use once_cell::sync::Lazy;
use regex::Regex;
use serde_json::Value;

use super::{push_matches, Rendered, Style};

const STRING: &str = r#""(?:[^"\\]|\\.)*""#;

/// Object key at the start of a line, up to (not including) the colon.
static KEY: Lazy<Regex> =
    Lazy::new(|| Regex::new(&format!(r"(?m)^\s*({STRING}):")).expect("Invalid regex"));

fn value_pattern(value: &str) -> Regex {
    Regex::new(&format!(r"(?m)(?:^\s*|: )({value}),?$")).expect("Invalid regex")
}

static STRING_VALUE: Lazy<Regex> = Lazy::new(|| value_pattern(STRING));
static NUMBER_VALUE: Lazy<Regex> =
    Lazy::new(|| value_pattern(r"-?\d+(?:\.\d+)?(?:[eE][+-]?\d+)?"));
static BOOLEAN_VALUE: Lazy<Regex> = Lazy::new(|| value_pattern("true|false"));
static NULL_VALUE: Lazy<Regex> = Lazy::new(|| value_pattern("null"));

/// Pretty-prints a JSON body with two-space indentation, keeping key order.
#[must_use]
pub fn render_json(body: &str) -> Rendered {
    let text = match serde_json::from_str::<Value>(body).and_then(|v| serde_json::to_string_pretty(&v)) {
        Ok(text) => text,
        Err(e) => {
            tracing::debug!(error = %e, "body is not JSON, showing it raw");
            return Rendered::plain(body);
        }
    };

    let mut spans = Vec::new();
    push_matches(&mut spans, &KEY, &text, 1, Style::Key);
    push_matches(&mut spans, &STRING_VALUE, &text, 1, Style::String);
    push_matches(&mut spans, &NUMBER_VALUE, &text, 1, Style::Number);
    push_matches(&mut spans, &BOOLEAN_VALUE, &text, 1, Style::Boolean);
    push_matches(&mut spans, &NULL_VALUE, &text, 1, Style::Null);

    Rendered { text, spans }
}
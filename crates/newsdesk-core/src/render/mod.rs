//! # Response Renderer
//!
//! Pretty-prints JSON and XML bodies and marks up their tokens for display.
//!
//! Rendering is a pure function of the body. Each format is reformatted
//! first and then scanned by independent tokenization passes; every pass
//! contributes [`Span`]s over the reformatted text. Spans from different
//! passes may overlap: [`Rendered::segments`] resolves them for display,
//! with later passes winning. A body that does not parse is returned
//! verbatim with no spans.

mod json;
mod xml;

use std::ops::Range;

use crate::api::ResponseFormat;

pub use json::render_json;
pub use xml::render_xml;

/// Token classes recognised by the renderer.
#[derive(Debug, Clone, Copy, PartialEq, Eq, Hash)]
pub enum Style {
    /// JSON object key.
    Key,
    /// JSON string value.
    String,
    /// JSON number.
    Number,
    /// JSON `true`/`false`.
    Boolean,
    /// JSON `null`.
    Null,
    /// XML tag, from `<` to `>`.
    Tag,
    /// XML attribute name.
    Attribute,
    /// XML attribute value, quotes included.
    Value,
    /// XML comment.
    Comment,
}

impl Style {
    /// Display color.
    #[must_use]
    pub fn color(self) -> &'static str {
        match self {
            Self::Key | Self::Attribute => "#FF9500",
            Self::String | Self::Value => "#34C759",
            Self::Number | Self::Tag => "#007AFF",
            Self::Boolean => "#FF3B30",
            Self::Null | Self::Comment => "#8E8E93",
        }
    }

    /// Whether the token is shown in italics.
    #[must_use]
    pub fn italic(self) -> bool {
        self == Self::Comment
    }
}

/// A styled byte range of the rendered text.
#[derive(Debug, Clone, PartialEq, Eq)]
pub struct Span {
    /// Byte range into [`Rendered::text`].
    pub range: Range<usize>,
    /// Style applied to the range.
    pub style: Style,
}

/// A maximal run of text with a single resolved style.
#[derive(Debug, Clone, Copy, PartialEq, Eq)]
pub struct Segment<'a> {
    /// The run of text.
    pub text: &'a str,
    /// Resolved style, `None` for unstyled text.
    pub style: Option<Style>,
}

/// Reformatted text plus the spans found in it, in pass order.
#[derive(Debug, Clone, PartialEq, Eq, Default)]
pub struct Rendered {
    /// Pretty-printed body, or the raw body when it could not be parsed.
    pub text: String,
    /// Highlight spans; empty for raw text.
    pub spans: Vec<Span>,
}

impl Rendered {
    /// Raw, unstyled text.
    #[must_use]
    pub fn plain(text: impl Into<String>) -> Self {
        Self {
            text: text.into(),
            spans: Vec::new(),
        }
    }

    /// Whether no token was marked.
    #[must_use]
    pub fn is_plain(&self) -> bool {
        self.spans.is_empty()
    }

    /// Text covered by a span.
    #[must_use]
    pub fn slice(&self, span: &Span) -> &str {
        &self.text[span.range.clone()]
    }

    /// Spans of one style, as text.
    #[must_use]
    pub fn tokens(&self, style: Style) -> Vec<&str> {
        self.spans
            .iter()
            .filter(|span| span.style == style)
            .map(|span| self.slice(span))
            .collect()
    }

    /// Splits the text into non-overlapping runs. Where spans overlap, the
    /// one added last wins.
    #[must_use]
    pub fn segments(&self) -> Vec<Segment<'_>> {
        let mut styles: Vec<Option<Style>> = vec![None; self.text.len()];
        for span in &self.spans {
            for slot in &mut styles[span.range.clone()] {
                *slot = Some(span.style);
            }
        }

        let mut segments = Vec::new();
        let mut start = 0;
        for end in 1..=styles.len() {
            if end == styles.len() || styles[end] != styles[start] {
                segments.push(Segment {
                    text: &self.text[start..end],
                    style: styles[start],
                });
                start = end;
            }
        }
        segments
    }
}

/// Renders a body in the given format.
#[must_use]
pub fn render(body: &str, format: ResponseFormat) -> Rendered {
    match format {
        ResponseFormat::Json => render_json(body),
        ResponseFormat::Xml => render_xml(body),
    }
}

fn push_matches(spans: &mut Vec<Span>, re: &regex::Regex, text: &str, group: usize, style: Style) {
    for caps in re.captures_iter(text) {
        if let Some(m) = caps.get(group) {
            spans.push(Span {
                range: m.range(),
                style,
            });
        }
    }
}

#[cfg(test)]
mod tests {
    use super::*;

    #[test]
    fn test_segments_later_span_wins() {
        let rendered = Rendered {
            text: "<a x=\"1\">".to_string(),
            spans: vec![
                Span {
                    range: 0..9,
                    style: Style::Tag,
                },
                Span {
                    range: 3..4,
                    style: Style::Attribute,
                },
                Span {
                    range: 5..8,
                    style: Style::Value,
                },
            ],
        };

        let segments = rendered.segments();
        let texts: Vec<_> = segments.iter().map(|s| (s.text, s.style)).collect();
        assert_eq!(
            texts,
            vec![
                ("<a ", Some(Style::Tag)),
                ("x", Some(Style::Attribute)),
                ("=", Some(Style::Tag)),
                ("\"1\"", Some(Style::Value)),
                (">", Some(Style::Tag)),
            ]
        );
    }

    #[test]
    fn test_segments_of_plain_text() {
        let rendered = Rendered::plain("raw");
        assert_eq!(
            rendered.segments(),
            vec![Segment {
                text: "raw",
                style: None
            }]
        );
        assert!(Rendered::plain("").segments().is_empty());
    }

    #[test]
    fn test_render_dispatches_on_format() {
        assert!(render("<r/>", ResponseFormat::Json).is_plain());
        assert!(!render("<r/>", ResponseFormat::Xml).is_plain());
    }
}
//! End-to-end tests for the admin console: login rules, client-side guards
//! and the REST-only entity operations.

use newsdesk_core::api::{
    ArticleDraft, ArticleStatus, InspectorQuery, Record, ResponseFormat, RestClient, UserDraft,
};
use newsdesk_core::{render, AdminConsole, AdminError, AuthFailure, Listing, Style};
use serde_json::{json, Value};
use wiremock::matchers::{body_json, body_partial_json, header, method, path};
use wiremock::{Mock, MockServer, ResponseTemplate};

fn console(server: &MockServer) -> AdminConsole {
    AdminConsole::new(RestClient::new(server.uri()).unwrap())
}

async fn mount_login(server: &MockServer, role: &str) {
    Mock::given(method("POST"))
        .and(path("/api/auth/login"))
        .and(body_json(json!({"username": "admin", "password": "secret"})))
        .respond_with(ResponseTemplate::new(200).set_body_json(json!({
            "token": "jwt",
            "username": "admin",
            "role": role,
            "userId": 1
        })))
        .mount(server)
        .await;

    // No RPC service: every call goes to REST.
    Mock::given(method("GET"))
        .and(path("/soap/users"))
        .respond_with(ResponseTemplate::new(404))
        .mount(server)
        .await;
}

async fn logged_in(server: &MockServer) -> AdminConsole {
    mount_login(server, "ADMIN").await;
    let mut console = console(server);
    console.login("admin", "secret").await.unwrap();
    console
}

fn records(value: Value) -> Vec<Record> {
    serde_json::from_value(value).unwrap()
}

// ==================== Login ====================

#[tokio::test]
async fn test_login_opens_session() {
    let server = MockServer::start().await;
    let console = logged_in(&server).await;

    let session = console.session().unwrap();
    assert_eq!(session.token(), "jwt");
    assert_eq!(session.operator().username, "admin");
    assert_eq!(session.operator().id, 1);
    assert!(!console.rpc_available());
}

#[tokio::test]
async fn test_login_rejects_non_administrator() {
    let server = MockServer::start().await;
    mount_login(&server, "EDITOR").await;
    let mut console = console(&server);

    let err = console.login("admin", "secret").await.unwrap_err();

    assert!(matches!(
        err,
        AdminError::Authentication(AuthFailure::NotAdministrator)
    ));
    assert!(console.session().is_none());
}

#[tokio::test]
async fn test_login_rejects_bad_credentials() {
    let server = MockServer::start().await;

    Mock::given(method("POST"))
        .and(path("/api/auth/login"))
        .respond_with(ResponseTemplate::new(400).set_body_string("Invalid username or password"))
        .mount(&server)
        .await;

    Mock::given(method("GET"))
        .and(path("/soap/users"))
        .respond_with(ResponseTemplate::new(200))
        .expect(0)
        .mount(&server)
        .await;

    let mut console = console(&server);
    let err = console.login("admin", "wrong").await.unwrap_err();

    assert!(matches!(
        err,
        AdminError::Authentication(AuthFailure::InvalidCredentials)
    ));
}

#[tokio::test]
async fn test_blank_login_sends_nothing() {
    let server = MockServer::start().await;

    Mock::given(method("POST"))
        .and(path("/api/auth/login"))
        .respond_with(ResponseTemplate::new(200))
        .expect(0)
        .mount(&server)
        .await;

    let mut console = console(&server);
    let err = console.login("   ", "secret").await.unwrap_err();
    assert!(matches!(err, AdminError::Validation(_)));
}

#[tokio::test]
async fn test_logout_drops_session() {
    let server = MockServer::start().await;
    let mut console = logged_in(&server).await;

    console.logout();

    assert!(console.session().is_none());
    assert!(matches!(
        console.list_tokens().await,
        Err(AdminError::Authentication(AuthFailure::NotLoggedIn))
    ));
}

// ==================== Client-side Guards ====================

#[tokio::test]
async fn test_category_with_articles_is_not_deleted() {
    let server = MockServer::start().await;
    let console = logged_in(&server).await;

    Mock::given(method("DELETE"))
        .and(path("/api/categories/4"))
        .respond_with(ResponseTemplate::new(204))
        .expect(0)
        .mount(&server)
        .await;

    let articles = Listing::new(records(json!([
        {"id": 1, "title": "Rates rise", "categoryName": "Economy"},
        {"id": 2, "title": "Cup final", "categoryName": "Sport"}
    ])));
    let category = records(json!([{"id": 4, "name": "Economy"}])).remove(0);

    let err = console
        .delete_category(&category, &articles)
        .await
        .unwrap_err();

    assert!(matches!(err, AdminError::Validation(_)));
    assert!(err.to_string().contains("Economy"));
}

#[tokio::test]
async fn test_empty_category_is_deleted() {
    let server = MockServer::start().await;
    let console = logged_in(&server).await;

    Mock::given(method("DELETE"))
        .and(path("/api/categories/5"))
        .and(header("authorization", "Bearer jwt"))
        .respond_with(ResponseTemplate::new(204))
        .expect(1)
        .mount(&server)
        .await;

    let category = records(json!([{"id": 5, "name": "Culture"}])).remove(0);
    console
        .delete_category(&category, &Listing::default())
        .await
        .unwrap();
}

#[tokio::test]
async fn test_invalid_user_draft_sends_nothing() {
    let server = MockServer::start().await;
    let console = logged_in(&server).await;

    Mock::given(method("POST"))
        .and(path("/api/users"))
        .respond_with(ResponseTemplate::new(201))
        .expect(0)
        .mount(&server)
        .await;

    let draft = UserDraft {
        username: "nomail".to_string(),
        password: "pw".to_string(),
        ..UserDraft::default()
    };

    let err = console.create_user(&draft).await.unwrap_err();
    assert!(err.is_client_side());
}

// ==================== Entities ====================

#[tokio::test]
async fn test_create_article_is_authored_by_operator() {
    let server = MockServer::start().await;
    let console = logged_in(&server).await;

    Mock::given(method("POST"))
        .and(path("/api/articles"))
        .and(body_partial_json(json!({
            "title": "Budget (Copy)",
            "status": "draft",
            "authorId": 1,
            "categoryName": "Economy"
        })))
        .respond_with(ResponseTemplate::new(201).set_body_json(json!({"id": 12})))
        .expect(1)
        .mount(&server)
        .await;

    let original = records(json!([
        {"id": 3, "title": "Budget", "status": "published", "categoryName": "Economy"}
    ]))
    .remove(0);

    let created = console
        .create_article(&ArticleDraft::duplicate_of(&original))
        .await
        .unwrap();
    assert_eq!(created.id(), Some(12));
}

#[tokio::test]
async fn test_set_article_status_patches() {
    let server = MockServer::start().await;
    let console = logged_in(&server).await;

    Mock::given(method("PATCH"))
        .and(path("/api/articles/5/status"))
        .and(body_json(json!({"status": "archived"})))
        .respond_with(ResponseTemplate::new(200).set_body_json(json!({"id": 5})))
        .expect(1)
        .mount(&server)
        .await;

    console
        .set_article_status(5, ArticleStatus::Archived)
        .await
        .unwrap();
}

#[tokio::test]
async fn test_revoke_token_accepts_message_body() {
    let server = MockServer::start().await;
    let console = logged_in(&server).await;

    Mock::given(method("DELETE"))
        .and(path("/api/tokens/2"))
        .respond_with(ResponseTemplate::new(200).set_body_json(json!({"message": "revoked"})))
        .expect(1)
        .mount(&server)
        .await;

    console.revoke_token(2).await.unwrap();
}

#[tokio::test]
async fn test_dashboard_counts_failed_lists_as_zero() {
    let server = MockServer::start().await;
    let console = logged_in(&server).await;

    Mock::given(method("GET"))
        .and(path("/api/users"))
        .respond_with(ResponseTemplate::new(200).set_body_json(json!([
            {"id": 1, "active": true},
            {"id": 2, "active": false}
        ])))
        .mount(&server)
        .await;

    Mock::given(method("GET"))
        .and(path("/api/articles"))
        .respond_with(ResponseTemplate::new(500))
        .mount(&server)
        .await;

    Mock::given(method("GET"))
        .and(path("/api/categories"))
        .respond_with(ResponseTemplate::new(200).set_body_json(json!([{"id": 1}])))
        .mount(&server)
        .await;

    let stats = console.dashboard_stats().await.unwrap();

    assert_eq!(stats.users, 2);
    assert_eq!(stats.active_users, 1);
    assert_eq!(stats.articles, 0);
    assert_eq!(stats.categories, 1);
}

// ==================== Inspector ====================

#[tokio::test]
async fn test_inspect_category_as_xml() {
    let server = MockServer::start().await;
    let console = logged_in(&server).await;

    Mock::given(method("GET"))
        .and(path("/api/rest/articles/category/Sport"))
        .and(header("accept", "application/xml"))
        .respond_with(
            ResponseTemplate::new(200)
                .set_body_string("<List><item><title>Cup final</title></item></List>"),
        )
        .expect(1)
        .mount(&server)
        .await;

    let body = console
        .inspect(
            &InspectorQuery::ByCategory("Sport".to_string()),
            ResponseFormat::Xml,
        )
        .await
        .unwrap();

    let rendered = render(&body, ResponseFormat::Xml);
    assert_eq!(
        rendered.text,
        "<List>\n  <item>\n    <title>Cup final</title>\n  </item>\n</List>"
    );
    assert!(rendered.tokens(Style::Tag).contains(&"<title>"));
}

#[tokio::test]
async fn test_inspect_unknown_category_fails() {
    let server = MockServer::start().await;
    let console = logged_in(&server).await;

    Mock::given(method("GET"))
        .and(path("/api/rest/articles/category/Nope"))
        .respond_with(ResponseTemplate::new(404))
        .mount(&server)
        .await;

    let err = console
        .inspect(
            &InspectorQuery::ByCategory("Nope".to_string()),
            ResponseFormat::Json,
        )
        .await
        .unwrap_err();

    assert!(err.to_string().contains("inspect /api/rest/articles/category/Nope"));
}
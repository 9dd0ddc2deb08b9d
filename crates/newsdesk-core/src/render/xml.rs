use once_cell::sync::Lazy;
use quick_xml::escape::{escape, partial_escape};
use regex::Regex;

use super::{push_matches, Rendered, Span, Style};
use crate::xml::{Document, Element, Node};

const INDENT: &str = "  ";

static TAG: Lazy<Regex> = Lazy::new(|| Regex::new(r"</?[^>]+>").expect("Invalid regex"));
static ATTRIBUTE: Lazy<Regex> =
    Lazy::new(|| Regex::new(r#"([\w:.-]+)="([^"]*)""#).expect("Invalid regex"));
static COMMENT: Lazy<Regex> = Lazy::new(|| Regex::new(r"(?s)<!--.*?-->").expect("Invalid regex"));

/// Pretty-prints an XML body, one element per line, two spaces per level.
#[must_use]
pub fn render_xml(body: &str) -> Rendered {
    let doc = match Document::parse(body) {
        Ok(doc) => doc,
        Err(e) => {
            tracing::debug!(error = %e, "body is not XML, showing it raw");
            return Rendered::plain(body);
        }
    };

    let text = pretty(&doc);

    let mut spans = Vec::new();
    push_matches(&mut spans, &TAG, &text, 0, Style::Tag);
    push_attributes(&mut spans, &text);
    push_matches(&mut spans, &COMMENT, &text, 0, Style::Comment);

    Rendered { text, spans }
}

/// Attribute names and quoted values, searched only inside tags so that
/// `name="value"` in text content stays unstyled.
fn push_attributes(spans: &mut Vec<Span>, text: &str) {
    for tag in TAG.find_iter(text) {
        if tag.as_str().starts_with("<!--") {
            continue;
        }
        for caps in ATTRIBUTE.captures_iter(tag.as_str()) {
            if let (Some(name), Some(value)) = (caps.get(1), caps.get(2)) {
                let offset = tag.start();
                spans.push(Span {
                    range: offset + name.start()..offset + name.end(),
                    style: Style::Attribute,
                });
                spans.push(Span {
                    range: offset + value.start() - 1..offset + value.end() + 1,
                    style: Style::Value,
                });
            }
        }
    }
}

fn pretty(doc: &Document) -> String {
    let mut lines = Vec::new();
    if let Some(decl) = &doc.declaration {
        lines.push(format!("<?{decl}?>"));
    }
    for node in &doc.prolog {
        write_node(node, 0, &mut lines);
    }
    write_element(&doc.root, 0, &mut lines);
    for node in &doc.epilog {
        write_node(node, 0, &mut lines);
    }
    lines.join("\n")
}

fn open_tag(el: &Element) -> String {
    let mut tag = format!("<{}", el.name);
    for (key, value) in &el.attributes {
        tag.push_str(&format!(" {key}=\"{}\"", escape(value.as_str())));
    }
    tag
}

fn write_element(el: &Element, depth: usize, lines: &mut Vec<String>) {
    let pad = INDENT.repeat(depth);
    let open = open_tag(el);
    let has_markup = el
        .children
        .iter()
        .any(|node| !matches!(node, Node::Text(_)));

    if !has_markup {
        let text = el.text();
        if text.trim().is_empty() {
            lines.push(format!("{pad}{open} />"));
        } else {
            lines.push(format!("{pad}{open}>{}</{}>", partial_escape(text.as_str()), el.name));
        }
        return;
    }

    lines.push(format!("{pad}{open}>"));
    for node in &el.children {
        write_node(node, depth + 1, lines);
    }
    lines.push(format!("{pad}</{}>", el.name));
}

fn write_node(node: &Node, depth: usize, lines: &mut Vec<String>) {
    match node {
        Node::Element(el) => write_element(el, depth, lines),
        Node::Text(text) => {
            let text = text.trim();
            if !text.is_empty() {
                lines.push(format!("{}{}", INDENT.repeat(depth), partial_escape(text)));
            }
        }
        Node::Comment(body) => lines.push(format!("{}<!--{body}-->", INDENT.repeat(depth))),
    }
}

#[cfg(test)]
mod tests {
    use super::*;

    #[test]
    fn test_nested_element_with_attribute() {
        let rendered = render_xml(r#"<r><a x="1">t</a></r>"#);

        assert_eq!(rendered.text, "<r>\n  <a x=\"1\">t</a>\n</r>");
        assert_eq!(rendered.tokens(Style::Attribute), vec!["x"]);
        assert_eq!(rendered.tokens(Style::Value), vec!["\"1\""]);
        assert_eq!(
            rendered.tokens(Style::Tag),
            vec!["<r>", "<a x=\"1\">", "</a>", "</r>"]
        );
    }

    #[test]
    fn test_assignments_in_text_are_not_attributes() {
        let rendered = render_xml(r#"<a k="v">say x="1"</a>"#);

        assert_eq!(rendered.text, "<a k=\"v\">say x=\"1\"</a>");
        assert_eq!(rendered.tokens(Style::Attribute), vec!["k"]);
        assert_eq!(rendered.tokens(Style::Value), vec!["\"v\""]);
    }

    #[test]
    fn test_whitespace_is_normalised() {
        let rendered = render_xml("<list>\n\n   <item/>   <item>  </item>\n</list>");
        assert_eq!(rendered.text, "<list>\n  <item />\n  <item />\n</list>");
    }

    #[test]
    fn test_declaration_and_comments_are_kept() {
        let rendered = render_xml(
            "<?xml version=\"1.0\" encoding=\"UTF-8\"?><articles><!-- none yet --></articles>",
        );

        assert_eq!(
            rendered.text,
            "<?xml version=\"1.0\" encoding=\"UTF-8\"?>\n<articles>\n  <!-- none yet -->\n</articles>"
        );
        assert_eq!(rendered.tokens(Style::Comment), vec!["<!-- none yet -->"]);

        let last_comment = rendered
            .segments()
            .into_iter()
            .find(|s| s.text.contains("none yet"))
            .unwrap();
        assert_eq!(last_comment.style, Some(Style::Comment));
    }

    #[test]
    fn test_mixed_content_and_escapes() {
        let rendered = render_xml("<p>a &amp; b<b>c</b>tail</p>");
        assert_eq!(rendered.text, "<p>\n  a &amp; b\n  <b>c</b>\n  tail\n</p>");
    }

    #[test]
    fn test_rerender_is_identical() {
        let body = r#"<?xml version="1.0"?><root xmlns:n="urn:n"><n:a id="1" q="x &amp; &quot;y&quot;">t &lt; u</n:a><!--c--><b>mixed<c/></b></root>"#;
        let first = render_xml(body);
        let second = render_xml(&first.text);
        assert_eq!(first, second);
    }

    #[test]
    fn test_malformed_renders_raw() {
        let body = "<a><b></a>";
        let rendered = render_xml(body);

        assert_eq!(rendered.text, body);
        assert!(rendered.is_plain());
    }
}
//! # Login View
//!
//! Operator authentication. Only administrators may sign in.

use dioxus::prelude::*;
use newsdesk_core::api::BASE_URL;
use newsdesk_core::AdminError;

use crate::components::BusyOverlay;
use crate::router::Route;
use crate::state::AppState;

/// Login view component.
///
/// Authentication errors are shown inline rather than as an alert.
#[component]
pub fn Login() -> Element {
    let state = use_context::<AppState>();
    let nav = use_navigator();

    let mut username = use_signal(String::new);
    let mut password = use_signal(String::new);
    let mut error = use_signal(|| Option::<String>::None);

    if state.is_logged_in() {
        nav.replace(Route::Dashboard {});
    }

    let mut do_login = move || {
        let user = username.read().clone();
        let pass = password.read().clone();
        let mut console_signal = state.console;
        error.set(None);

        state.run_with(
            "Signing in",
            move |mut console| async move {
                console.login(&user, &pass).await?;
                Ok::<_, AdminError>(console)
            },
            move |console| {
                console_signal.set(console);
                password.set(String::new());
                nav.replace(Route::Dashboard {});
            },
            move |e| error.set(Some(e.to_string())),
        );
    };

    let busy = state.is_busy();

    rsx! {
        div { class: "login-view",
            div { class: "login-card glass-panel",
                div { class: "login-header",
                    h1 { "Newsdesk" }
                    p { class: "text-secondary", "News platform administration" }
                }

                div { class: "login-form",
                    div { class: "form-group",
                        label { r#for: "username", "Username" }
                        input {
                            id: "username",
                            r#type: "text",
                            placeholder: "Enter your username",
                            value: "{username}",
                            disabled: busy,
                            oninput: move |evt| username.set(evt.value()),
                        }
                    }

                    div { class: "form-group",
                        label { r#for: "password", "Password" }
                        input {
                            id: "password",
                            r#type: "password",
                            placeholder: "Enter your password",
                            value: "{password}",
                            disabled: busy,
                            oninput: move |evt| password.set(evt.value()),
                            onkeypress: move |evt| {
                                if evt.key() == Key::Enter && !state.is_busy() {
                                    do_login();
                                }
                            },
                        }
                    }

                    if let Some(err) = error.read().as_ref() {
                        div { class: "alert alert-error", "{err}" }
                    }

                    button {
                        class: "btn-primary btn-lg btn-block",
                        disabled: busy,
                        onclick: move |_| do_login(),
                        if busy { "Signing in..." } else { "Sign in" }
                    }

                    p { class: "login-hint text-tertiary",
                        "Backend: {BASE_URL}"
                    }
                }
            }

            BusyOverlay {}
        }
    }
}
//! # API Errors
//!
//! Error types for REST operations.

use thiserror::Error;

/// Errors that can occur during REST operations.
#[derive(Error, Debug)]
pub enum ApiError {
    /// Network or HTTP error.
    #[error("network error: {0}")]
    Network(#[from] reqwest::Error),

    /// Backend answered with a status the operation does not accept.
    #[error("backend error: {status} - {message}")]
    Backend {
        /// HTTP status code.
        status: u16,
        /// Response body, if any.
        message: String,
    },

    /// The base URL cannot carry a request path.
    #[error("invalid backend URL: {0}")]
    InvalidUrl(String),

    /// Failed to deserialize response.
    #[error("invalid response format: {0}")]
    InvalidResponse(String),
}

impl ApiError {
    /// HTTP status of a backend rejection, if this error carries one.
    #[must_use]
    pub fn status(&self) -> Option<u16> {
        match self {
            Self::Backend { status, .. } => Some(*status),
            _ => None,
        }
    }
}

/// Result type for REST operations.
pub type ApiResult<T> = Result<T, ApiError>;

——

**Instructions to follow**.
Only the lines containing "Budget" are needed; pull them out of the listing.

**Answer box**.
            "title": "Budget (Copy)",
        {"id": 3, "title": "Budget", "status": "published", "categoryName": "Economy"}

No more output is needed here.